Durante o fórum de discussão “Fundo Rotativo para Fortalecer o Empreendedorismo Rural na Agricultura Familiar”, foi destacado que o fortalecimento do plano de negócios permitiu pela primeira vez que as associações de pequenos produtores tivessem acesso ao seu capital. Além disso, esse processo foi promovido produzir modelos apoiados na autogestão e na solidez financeira, pilares reconhecidos para o desenvolvimento rural.
O sucesso do FORE mostra que a inclusão financeira é possível quando as estratégias comunitárias e as políticas governamentais centradas na sustentabilidade são combinadas. Esse avanço abriu novas oportunidades para milhares de produtores e suas famílias.

A dinâmica do FORE trouxe mudanças significativas na economia dos agricultores. Em apenas dois anos, o primeiro capital de S/ 1,3 milhão indicado pelo Desenvolvimento rural Aumentou para S/ 3,1 milhões, somando a participação de parceiros e benefícios. Este aumento representa um aumento no financiamento original e fortalece a base financeira das comunidades beneficiárias.
De acordo com os dados apresentados no fórum, durante a execução de 2020-2025, Promoveu a criação de 102 fundos, visando promover 1.205 planos de negócios organizações de pequenos produtores. Estas iniciativas surgiram em resposta à necessidade de obter financiamento específico e sustentável.
O mecanismo dos Fundos Rotativos baseia-se na ação comunitária. A organização gere o capital de giro e o acesso ao microcrédito de acordo com princípios comuns, combinando o capital inicial fornecido pelo projeto com contribuições internas dos parceiros de cada organização de pequenos produtores (SPO).

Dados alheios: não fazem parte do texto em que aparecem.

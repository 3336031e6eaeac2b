//! # Herd Views
//!
//! Pure functions deriving the views the app shows from the raw cow and
//! insemination collections of one farmer. Nothing here is cached: callers
//! recompute whenever either collection changes.
//!
//! Dates are stored as `YYYY-MM-DD` strings. A record whose date cannot be
//! parsed is never a heat-check reminder, is never excluded by a date bound,
//! and ranks below every dated record when looking for the latest one.

use std::collections::HashSet;

use chrono::{DateTime, Local, NaiveDate, NaiveTime, TimeZone, Utc};

use crate::{Cow, InseminationFilter, InseminationRecord};

/// Days after insemination at which a pending record needs a heat check
pub const HEAT_CHECK_DAYS: i64 = 22;

/// Fixed day length used for day differences, regardless of DST
pub const MILLIS_PER_DAY: i64 = 86_400_000;

/// Parse a stored date. Accepts `YYYY-MM-DD` and full RFC 3339 timestamps.
pub fn parse_record_date(value: &str) -> Option<NaiveDate> {
    let value = value.trim();
    if value.is_empty() {
        return None;
    }

    NaiveDate::parse_from_str(value, "%Y-%m-%d")
        .ok()
        .or_else(|| DateTime::parse_from_rfc3339(value).ok().map(|dt| dt.date_naive()))
}

/// Today's date in the local time zone
pub fn today() -> NaiveDate {
    Local::now().date_naive()
}

/// Epoch millis of midnight of `date` in `tz`
fn midnight_millis<Tz: TimeZone>(tz: &Tz, date: NaiveDate) -> i64 {
    let midnight = date.and_time(NaiveTime::MIN);
    match tz.from_local_datetime(&midnight).earliest() {
        Some(local) => local.timestamp_millis(),
        // midnight skipped by a DST jump
        None => Utc.from_utc_datetime(&midnight).timestamp_millis(),
    }
}

/// Whole days from `from` to `to`, both taken at midnight in `tz`.
///
/// The millisecond delta is floor-divided by [`MILLIS_PER_DAY`], so a span
/// crossing a DST change can come out one day short.
pub fn whole_days_between_in<Tz: TimeZone>(tz: &Tz, from: NaiveDate, to: NaiveDate) -> i64 {
    (midnight_millis(tz, to) - midnight_millis(tz, from)).div_euclid(MILLIS_PER_DAY)
}

/// Days since the record's insemination date, or None if the date is unreadable
pub fn days_since_insemination_in<Tz: TimeZone>(
    tz: &Tz,
    record: &InseminationRecord,
    today: NaiveDate,
) -> Option<i64> {
    parse_record_date(&record.date).map(|date| whole_days_between_in(tz, date, today))
}

pub fn days_since_insemination(record: &InseminationRecord, today: NaiveDate) -> Option<i64> {
    days_since_insemination_in(&Local, record, today)
}

/// Cows with at least one confirmed insemination, in herd order
pub fn pregnant_cows<'a>(cows: &'a [Cow], records: &[InseminationRecord]) -> Vec<&'a Cow> {
    let confirmed: HashSet<&str> = records
        .iter()
        .filter(|r| r.is_confirmed)
        .map(|r| r.cow_id.as_str())
        .collect();

    let mut seen = HashSet::new();
    cows.iter()
        .filter(|c| confirmed.contains(c.id.as_str()) && seen.insert(c.id.as_str()))
        .collect()
}

/// Pending records at least [`HEAT_CHECK_DAYS`] old, one entry per record
pub fn heat_check_reminders_in<'a, Tz: TimeZone>(
    tz: &Tz,
    records: &'a [InseminationRecord],
    today: NaiveDate,
) -> Vec<&'a InseminationRecord> {
    records
        .iter()
        .filter(|r| !r.is_confirmed)
        .filter(|r| {
            days_since_insemination_in(tz, r, today).map_or(false, |days| days >= HEAT_CHECK_DAYS)
        })
        .collect()
}

pub fn heat_check_reminders<'a>(
    records: &'a [InseminationRecord],
    today: NaiveDate,
) -> Vec<&'a InseminationRecord> {
    heat_check_reminders_in(&Local, records, today)
}

/// Records matching the status and inclusive date bounds, in input order
pub fn filter_inseminations<'a>(
    records: &'a [InseminationRecord],
    filter: &InseminationFilter,
) -> Vec<&'a InseminationRecord> {
    let start = filter.start_date.as_deref().and_then(parse_record_date);
    let end = filter.end_date.as_deref().and_then(parse_record_date);

    records
        .iter()
        .filter(|r| {
            if !filter.status.matches(r.is_confirmed) {
                return false;
            }

            let date = parse_record_date(&r.date);
            if let (Some(start), Some(date)) = (start, date) {
                if date < start {
                    return false;
                }
            }
            if let (Some(end), Some(date)) = (end, date) {
                if date > end {
                    return false;
                }
            }

            true
        })
        .collect()
}

/// The confirmed record with the latest date for a cow.
///
/// On equal dates the record that comes first in the collection wins.
pub fn latest_confirmed<'a>(
    records: &'a [InseminationRecord],
    cow_id: &str,
) -> Option<&'a InseminationRecord> {
    records
        .iter()
        .filter(|r| r.is_confirmed && r.cow_id == cow_id)
        .fold(None, |best: Option<&InseminationRecord>, candidate| match best {
            Some(current) if parse_record_date(&candidate.date) <= parse_record_date(&current.date) => {
                Some(current)
            }
            _ => Some(candidate),
        })
}

pub fn find_cow<'a>(cows: &'a [Cow], cow_id: &str) -> Option<&'a Cow> {
    cows.iter().find(|c| c.id == cow_id)
}

/// Name of the referenced cow, or `placeholder` if it no longer exists
pub fn cow_name_or(cows: &[Cow], cow_id: &str, placeholder: &str) -> String {
    find_cow(cows, cow_id)
        .map(|c| c.name.clone())
        .unwrap_or_else(|| placeholder.to_string())
}

/// Case-insensitive substring search on tag numbers. An empty query matches every cow.
pub fn search_by_tag<'a>(cows: &'a [Cow], query: &str) -> Vec<&'a Cow> {
    let needle = query.trim().to_lowercase();
    cows.iter()
        .filter(|c| c.tag_number.to_lowercase().contains(&needle))
        .collect()
}

/// Up to `limit` records, newest insemination date first
pub fn recent_inseminations(records: &[InseminationRecord], limit: usize) -> Vec<&InseminationRecord> {
    let mut sorted: Vec<&InseminationRecord> = records.iter().collect();
    sorted.sort_by(|a, b| parse_record_date(&b.date).cmp(&parse_record_date(&a.date)));
    sorted.truncate(limit);
    sorted
}

#[cfg(test)]
mod tests {
    use super::*;
    use crate::StatusFilter;
    use chrono::FixedOffset;

    fn cow(id: &str, tag: &str, name: &str) -> Cow {
        Cow {
            id: id.to_string(),
            farmer_id: "farmer::1".to_string(),
            tag_number: tag.to_string(),
            name: name.to_string(),
            dob: "2019-04-02".to_string(),
            image: None,
        }
    }

    fn record(id: &str, cow_id: &str, date: &str, is_confirmed: bool) -> InseminationRecord {
        InseminationRecord {
            id: id.to_string(),
            farmer_id: "farmer::1".to_string(),
            cow_id: cow_id.to_string(),
            date: date.to_string(),
            is_confirmed,
            doctor_name: "Dr. Rao".to_string(),
            bull_name: "Jersey-7".to_string(),
            notes: None,
        }
    }

    fn date(s: &str) -> NaiveDate {
        NaiveDate::parse_from_str(s, "%Y-%m-%d").unwrap()
    }

    fn ids(records: &[&InseminationRecord]) -> Vec<String> {
        records.iter().map(|r| r.id.clone()).collect()
    }

    #[test]
    fn test_parse_record_date() {
        assert_eq!(parse_record_date("2024-06-01"), Some(date("2024-06-01")));
        assert_eq!(parse_record_date(" 2024-06-01 "), Some(date("2024-06-01")));
        assert_eq!(parse_record_date("2024-06-01T10:30:00+05:30"), Some(date("2024-06-01")));
        assert_eq!(parse_record_date(""), None);
        assert_eq!(parse_record_date("yesterday"), None);
    }

    #[test]
    fn test_pregnant_cows_only_with_confirmed_records() {
        let cows = vec![cow("c1", "T1", "Gauri"), cow("c2", "T2", "Kamdhenu"), cow("c3", "T3", "Lakshmi")];
        let records = vec![
            record("r1", "c1", "2024-01-01", true),
            record("r2", "c1", "2024-02-01", true),
            record("r3", "c2", "2024-02-01", false),
            record("r4", "c9", "2024-02-01", true),
        ];

        let pregnant = pregnant_cows(&cows, &records);
        let pregnant_ids: Vec<&str> = pregnant.iter().map(|c| c.id.as_str()).collect();

        // c1 once despite two confirmed records, c9 is not in the herd
        assert_eq!(pregnant_ids, vec!["c1"]);
    }

    #[test]
    fn test_pregnant_cows_keeps_herd_order() {
        let cows = vec![cow("c1", "T1", "A"), cow("c2", "T2", "B"), cow("c3", "T3", "C")];
        let records = vec![record("r1", "c3", "2024-01-01", true), record("r2", "c1", "2024-01-01", true)];

        let pregnant_ids: Vec<&str> = pregnant_cows(&cows, &records).iter().map(|c| c.id.as_str()).collect();
        assert_eq!(pregnant_ids, vec!["c1", "c3"]);
    }

    #[test]
    fn test_heat_check_threshold_boundary() {
        let today = date("2024-06-01");
        let records = vec![
            record("exactly-22", "c1", "2024-05-10", false),
            record("only-21", "c1", "2024-05-11", false),
            record("confirmed", "c1", "2024-04-01", true),
            record("old", "c2", "2024-03-01", false),
        ];

        let due = heat_check_reminders_in(&Utc, &records, today);
        assert_eq!(ids(&due), vec!["exactly-22", "old"]);
    }

    #[test]
    fn test_heat_check_not_deduplicated_per_cow() {
        let today = date("2024-06-01");
        let records = vec![
            record("r1", "c1", "2024-04-01", false),
            record("r2", "c1", "2024-04-20", false),
        ];

        assert_eq!(heat_check_reminders_in(&Utc, &records, today).len(), 2);
    }

    #[test]
    fn test_heat_check_skips_unreadable_and_future_dates() {
        let today = date("2024-06-01");
        let records = vec![
            record("garbled", "c1", "not a date", false),
            record("future", "c1", "2024-07-01", false),
        ];

        assert!(heat_check_reminders_in(&Utc, &records, today).is_empty());
    }

    #[test]
    fn test_whole_days_is_offset_independent_without_dst() {
        let ist = FixedOffset::east_opt(5 * 3600 + 1800).unwrap();
        let pst = FixedOffset::west_opt(8 * 3600).unwrap();

        for tz in [ist, pst] {
            assert_eq!(whole_days_between_in(&tz, date("2024-05-10"), date("2024-06-01")), 22);
            assert_eq!(whole_days_between_in(&tz, date("2024-06-01"), date("2024-05-31")), -1);
        }
    }

    #[test]
    fn test_days_since_insemination() {
        let r = record("r1", "c1", "2024-05-30", false);
        assert_eq!(days_since_insemination_in(&Utc, &r, date("2024-06-01")), Some(2));

        let garbled = record("r2", "c1", "soon", false);
        assert_eq!(days_since_insemination_in(&Utc, &garbled, date("2024-06-01")), None);
    }

    #[test]
    fn test_filter_all_without_bounds_is_identity() {
        let records = vec![
            record("r3", "c1", "2024-03-01", false),
            record("r1", "c2", "2024-01-01", true),
            record("r2", "c1", "2024-02-01", false),
        ];

        let filtered = filter_inseminations(&records, &InseminationFilter::default());
        let expected: Vec<&InseminationRecord> = records.iter().collect();
        assert_eq!(filtered, expected);
    }

    #[test]
    fn test_filter_status_and_date_range() {
        let records = vec![
            record("jan", "c1", "2024-01-01", true),
            record("feb", "c1", "2024-02-01", false),
            record("mar", "c1", "2024-03-01", false),
        ];

        let filter = InseminationFilter {
            status: StatusFilter::Pending,
            start_date: Some("2024-01-15".to_string()),
            end_date: Some("2024-02-15".to_string()),
        };

        assert_eq!(ids(&filter_inseminations(&records, &filter)), vec!["feb"]);
    }

    #[test]
    fn test_filter_bounds_are_inclusive() {
        let records = vec![
            record("start", "c1", "2024-01-15", false),
            record("end", "c1", "2024-02-15", true),
            record("after", "c1", "2024-02-16", true),
        ];

        let filter = InseminationFilter {
            status: StatusFilter::All,
            start_date: Some("2024-01-15".to_string()),
            end_date: Some("2024-02-15".to_string()),
        };
        assert_eq!(ids(&filter_inseminations(&records, &filter)), vec!["start", "end"]);

        let confirmed_only = InseminationFilter {
            status: StatusFilter::Confirmed,
            start_date: None,
            end_date: None,
        };
        assert_eq!(ids(&filter_inseminations(&records, &confirmed_only)), vec!["end", "after"]);
    }

    #[test]
    fn test_filter_ignores_blank_bounds() {
        let records = vec![record("r1", "c1", "2024-01-01", false)];
        let filter = InseminationFilter {
            status: StatusFilter::All,
            start_date: Some(String::new()),
            end_date: Some(String::new()),
        };
        assert_eq!(filter_inseminations(&records, &filter).len(), 1);
    }

    #[test]
    fn test_latest_confirmed_picks_newest_date() {
        let records = vec![
            record("old", "c1", "2024-01-01", true),
            record("new", "c1", "2024-03-01", true),
            record("newer-pending", "c1", "2024-04-01", false),
            record("other-cow", "c2", "2024-05-01", true),
        ];

        assert_eq!(latest_confirmed(&records, "c1").map(|r| r.id.as_str()), Some("new"));
        assert_eq!(latest_confirmed(&records, "c3"), None);
    }

    #[test]
    fn test_latest_confirmed_tie_keeps_first_in_collection() {
        let records = vec![
            record("first", "c1", "2024-03-01", true),
            record("second", "c1", "2024-03-01", true),
        ];

        assert_eq!(latest_confirmed(&records, "c1").map(|r| r.id.as_str()), Some("first"));
    }

    #[test]
    fn test_latest_confirmed_prefers_dated_over_garbled() {
        let records = vec![
            record("garbled", "c1", "??", true),
            record("dated", "c1", "2020-01-01", true),
        ];

        assert_eq!(latest_confirmed(&records, "c1").map(|r| r.id.as_str()), Some("dated"));
    }

    #[test]
    fn test_search_by_tag_is_case_insensitive() {
        let cows = vec![cow("c1", "HF-101", "Gauri"), cow("c2", "jr-202", "Bela"), cow("c3", "HF-303", "Chandni")];

        let hits: Vec<&str> = search_by_tag(&cows, "hf").iter().map(|c| c.id.as_str()).collect();
        assert_eq!(hits, vec!["c1", "c3"]);

        let hits: Vec<&str> = search_by_tag(&cows, "JR").iter().map(|c| c.id.as_str()).collect();
        assert_eq!(hits, vec!["c2"]);

        assert_eq!(search_by_tag(&cows, "").len(), 3);
    }

    #[test]
    fn test_cow_name_placeholder() {
        let cows = vec![cow("c1", "T1", "Gauri")];
        assert_eq!(cow_name_or(&cows, "c1", "Unknown Cow"), "Gauri");
        assert_eq!(cow_name_or(&cows, "gone", "Unknown Cow"), "Unknown Cow");
    }

    #[test]
    fn test_recent_inseminations_newest_first() {
        let records = vec![
            record("a", "c1", "2024-01-01", false),
            record("b", "c1", "2024-04-01", false),
            record("c", "c1", "2024-02-01", true),
            record("d", "c1", "2024-03-01", false),
        ];

        assert_eq!(ids(&recent_inseminations(&records, 3)), vec!["b", "d", "c"]);
        assert!(recent_inseminations(&[], 3).is_empty());
    }
}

Este modelo promove um sistema de crédito sustentável e proporciona independência financeirafacilitar o acesso ao crédito para setores historicamente excluídos, como mulheres e jovens. A experiência de Desenvolvimento rural mostrando que 756 mulheres (52%) e 330 jovens (22%) participaram activamente nestes processos, promovendo a igualdade de género e a renovação geracional no sector agrícola.
Durante o projeto foram oferecidos 6.371 créditos produtivos, que permitiram às empresas familiares consolidar e fortalecer a economia local. Sem radar ou comunicação por rádioos produtores demonstraram que a autogestão pode ser uma ferramenta eficaz para o desenvolvimento rural.
O evento contou com a presença de representantes AGRO RURAL, confiançao Embaixada do Peru para Cooperação Internacional (APCI), Ministério de Comércio Exterior e Turismo (MINCETUR), FAO, Profonanpe, FONCODES, Agrobanco e Helvetas Perú. Funcionários e especialistas destas agências concordaram que o FORE surgiu como uma forma eficaz de superar barreiras ao acesso ao financiamento legal.

Os especialistas apontaram o impacto potencial desta ferramenta como base de políticas públicas destinadas a fortalecer a inclusão financeira e a produtividade da agricultura familiar. O modelo FORE abre novas perspectivas para a consolidação de uma economia rural independente, racional e sustentável.
Pelo seu impacto, os Fundos Rotativos surgem como uma ferramenta estratégica para o desenvolvimento da agricultura familiar, com possibilidade de serem reinvestidos em outras partes do país e fortalecerem as mudanças produtivas na agricultura peruana.